Les gens se querellent, se font la guerre, ils ne s'entendent pas.
- Des innocents souffrent de maladies, sont victimes de catastrophes naturelles,
sont exploités, maltraités; ils subissent la torture et
sont sujets à des injustices... mais les coupables s'en tirent
plutôt bien.
- Dieu est à l'origine de tout, il est donc autant à l'origine
du bien que du mal. Logique, puisque la réalité du mal ne
fait pas de doute chez les croyants. Pourquoi serait-il représentatif
du Bien, ce Dieu qu'on voudrait "juste et bon" ? D'ailleurs,
quoi qu'on dise, Dieu reste indifférent à tout le malheur
du monde, et l'on en est réduit à espérer une autre
vie ...au ciel.
Dieu est donc à
l'origine du mal. D'ailleurs, c'est écrit dans le Grand Livre :
«Dieu créa l'homme à son image», ni bon ni mauvais,
mais lorsque l'homme veut paraître bon, c'est qu'il a quelque chose
à se reprocher. Certains papes et Torquemada, ce grand Inquisiteur,
furent d'impitoyables criminels, mais ils n'ont pas souffert d'être
brûlés vifs, eux. «Qui veut faire l'ange fait la
bête» (Blaise Pascal).
C'est à peu
près ce qu'écrivait Nietzsche dans son premier essai, qui,
semble-t-il, n'a jamais été publié (? !)
Comme chacun sait, Voltaire a répliqué que «si Dieu
créa l'homme à son image, l'homme le lui a bien rendu».

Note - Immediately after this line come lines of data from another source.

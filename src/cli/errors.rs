//! CLI-specific error types
//!
//! Every CLI error is fatal: it is reported once on stdout as JSON, once on
//! stderr, and the process exits 1.

use std::fmt;
use std::io;

use crate::dataset::DatasetError;
use crate::enrichment::EnrichmentError;
use crate::linkage::LinkError;
use crate::pipeline::PipelineError;
use crate::validation::{ValidationError, ValidationErrorCode};

/// CLI error codes
#[derive(Debug, Clone, Copy, PartialEq, Eq)]
pub enum CliErrorCode {
    /// Configuration file error
    ConfigError,
    /// I/O error (stdout, JSON encoding)
    IoError,
    /// Bad command-line value
    InvalidArgument,
    /// Input file missing, unreadable or missing columns
    DataError,
    /// Dataset failed validation; carries the validation code
    Validation(ValidationErrorCode),
    /// Link table could not be produced
    LinkError,
    /// New row refused
    EnrichmentRejected,
}

impl CliErrorCode {
    /// Get the error code string
    pub fn code(&self) -> &'static str {
        match self {
            Self::ConfigError => "FI_CLI_CONFIG_ERROR",
            Self::IoError => "FI_CLI_IO_ERROR",
            Self::InvalidArgument => "FI_CLI_INVALID_ARGUMENT",
            Self::DataError => "FI_DATA_ERROR",
            Self::Validation(code) => code.code(),
            Self::LinkError => "FI_LINK_ERROR",
            Self::EnrichmentRejected => "FI_ENRICHMENT_REJECTED",
        }
    }
}

/// CLI error
#[derive(Debug)]
pub struct CliError {
    code: CliErrorCode,
    message: String,
}

impl CliError {
    pub fn new(code: CliErrorCode, message: impl Into<String>) -> Self {
        Self {
            code,
            message: message.into(),
        }
    }

    pub fn config_error(msg: impl Into<String>) -> Self {
        Self::new(CliErrorCode::ConfigError, msg)
    }

    pub fn io_error(msg: impl Into<String>) -> Self {
        Self::new(CliErrorCode::IoError, msg)
    }

    pub fn invalid_argument(msg: impl Into<String>) -> Self {
        Self::new(CliErrorCode::InvalidArgument, msg)
    }

    pub fn code(&self) -> CliErrorCode {
        self.code
    }

    /// Get the error code string
    pub fn code_str(&self) -> &'static str {
        self.code.code()
    }

    pub fn message(&self) -> &str {
        &self.message
    }
}

impl fmt::Display for CliError {
    fn fmt(&self, f: &mut fmt::Formatter<'_>) -> fmt::Result {
        write!(f, "{}: {}", self.code.code(), self.message)
    }
}

impl std::error::Error for CliError {}

impl From<io::Error> for CliError {
    fn from(e: io::Error) -> Self {
        Self::io_error(e.to_string())
    }
}

impl From<serde_json::Error> for CliError {
    fn from(e: serde_json::Error) -> Self {
        Self::io_error(format!("JSON error: {}", e))
    }
}

impl From<DatasetError> for CliError {
    fn from(e: DatasetError) -> Self {
        Self::new(CliErrorCode::DataError, e.to_string())
    }
}

impl From<ValidationError> for CliError {
    fn from(e: ValidationError) -> Self {
        Self::new(CliErrorCode::Validation(e.code()), e.to_string())
    }
}

impl From<LinkError> for CliError {
    fn from(e: LinkError) -> Self {
        match e {
            LinkError::Dataset(e) => e.into(),
            LinkError::Validation(e) => e.into(),
            other => Self::new(CliErrorCode::LinkError, other.to_string()),
        }
    }
}

impl From<EnrichmentError> for CliError {
    fn from(e: EnrichmentError) -> Self {
        match e {
            EnrichmentError::Rejected(e) => e.into(),
            other => Self::new(CliErrorCode::EnrichmentRejected, other.to_string()),
        }
    }
}

impl From<PipelineError> for CliError {
    fn from(e: PipelineError) -> Self {
        match e {
            PipelineError::Config(msg) => Self::config_error(msg),
            PipelineError::Dataset(e) => e.into(),
            PipelineError::Validation(e) => e.into(),
            PipelineError::Link(e) => e.into(),
            PipelineError::Enrichment(e) => e.into(),
        }
    }
}

/// CLI result type
pub type CliResult<T> = Result<T, CliError>;
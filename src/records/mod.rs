//! Record model for the unified financial-inclusion dataset
//!
//! One flat table holds three kinds of rows:
//! - observation: a measured indicator value at a date
//! - event: a discrete policy/market event (never carries a pillar)
//! - target: an official goal for an indicator
//!
//! Dates are coerced on load. Unparseable dates become unknown, they are
//! never rejected.

mod date;
mod types;

pub use date::{days_between, parse_date};
pub use types::{Record, RecordType, REQUIRED_COLUMNS};
//! Enrichment errors

use thiserror::Error;

use crate::validation::ValidationError;

/// Result type for enrichment operations
pub type EnrichmentResult<T> = Result<T, EnrichmentError>;

/// Reasons a new row is refused
#[derive(Debug, Error)]
pub enum EnrichmentError {
    #[error("record rejected: {0}")]
    Rejected(#[from] ValidationError),

    #[error("record {0} has no record_type")]
    MissingRecordType(String),

    #[error("record {record_id} has unknown record_type '{record_type}'")]
    UnknownRecordType {
        record_id: String,
        record_type: String,
    },

    #[error("impact link requires a non-empty parent_id")]
    MissingParentId,
}
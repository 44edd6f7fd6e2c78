//! Read-only presentation of the dataset and forecasts
//!
//! Everything here renders to serialisable values. A selection that matches
//! no rows yields a view carrying a warning `Notice`, never an error.

mod forecast;
mod summary;
mod views;

pub use forecast::{load_forecasts, ForecastRow, ForecastTable, FORECAST_COLUMNS};
pub use summary::{
    average_growth, growth_rates, summarize_dataset, temporal_coverage, CoverageRow,
    DatasetSummary, GrowthPoint, MISSING_BUCKET,
};
pub use views::{
    render_view, DashboardConfig, LineStyle, Metric, Notice, NoticeLevel, Point, Series,
    Threshold, View, ViewModel, ViewRequest,
};
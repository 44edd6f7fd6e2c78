//! Dataset I/O errors
//!
//! All of these are fatal for the operation that raised them.

use std::path::PathBuf;

use thiserror::Error;

/// Result type for dataset operations
pub type DatasetResult<T> = Result<T, DatasetError>;

/// Dataset loading and writing errors
#[derive(Debug, Error)]
pub enum DatasetError {
    #[error("File not found: {}", .0.display())]
    FileNotFound(PathBuf),

    #[error("Failed to read {file}: {reason}")]
    ReadFailed { file: String, reason: String },

    #[error("Failed to write {file}: {reason}")]
    WriteFailed { file: String, reason: String },

    #[error("Missing required columns: {}", .0.join(", "))]
    MissingColumns(Vec<String>),
}

impl DatasetError {
    pub(crate) fn read_failed(path: &std::path::Path, reason: impl ToString) -> Self {
        Self::ReadFailed {
            file: file_label(path),
            reason: reason.to_string(),
        }
    }

    pub(crate) fn write_failed(path: &std::path::Path, reason: impl ToString) -> Self {
        Self::WriteFailed {
            file: file_label(path),
            reason: reason.to_string(),
        }
    }
}

fn file_label(path: &std::path::Path) -> String {
    path.file_name()
        .map(|n| n.to_string_lossy().into_owned())
        .unwrap_or_else(|| path.display().to_string())
}

#[cfg(test)]
mod tests {
    use super::*;

    #[test]
    fn test_missing_columns_lists_all() {
        let err = DatasetError::MissingColumns(vec!["pillar".into(), "record_id".into()]);
        assert_eq!(err.to_string(), "Missing required columns: pillar, record_id");
    }

    #[test]
    fn test_read_failed_names_file_only() {
        let err = DatasetError::read_failed(std::path::Path::new("/tmp/x/data.csv"), "bad row");
        assert_eq!(err.to_string(), "Failed to read data.csv: bad row");
    }
}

En réalité, c'est l'homme qui a créé Dieu,
il l'a imaginé à son image (antropomorphisme), et tel que
son désir de perfection le fait imaginer. C'est la thèse
de L. Fueurbach : croire en Dieu est le signe d'une aliénation
de l'homme qui, conscient de ses imperfections, les projette sur Dieu
(Dieu tout puissant, son infinie bonté, sa sagesse éternelle,
le créateur de toutes choses, etc.). Les déterminations
divines sont les déterminations humaines absolutisées. «
L'homme est appauvri de ce dont Dieu est enrichi ». L'homme est
donc dépouillé de sa vraie nature, rendu étranger
à lui-même, c'est-à-dire, au sens propre, aliéné.
« Autrefois, et à cause de la bêtise dans la passion,
au lieu de penser à la spiritualisation de la passion, on faisait
la guerre à la passion elle-même. « Il faut tuer les passions
». Détruire les passions et les désirs seulement à
cause de leur bêtise, et pour prévenir des suites désagréables
des bêtises, cela ne nous paraît être aujourd'hui
qu'une forme aiguë de la bêtise. Nous n'admirons plus les
dentistes qui arrachent les dents pour qu'elles ne fassent plus mal.»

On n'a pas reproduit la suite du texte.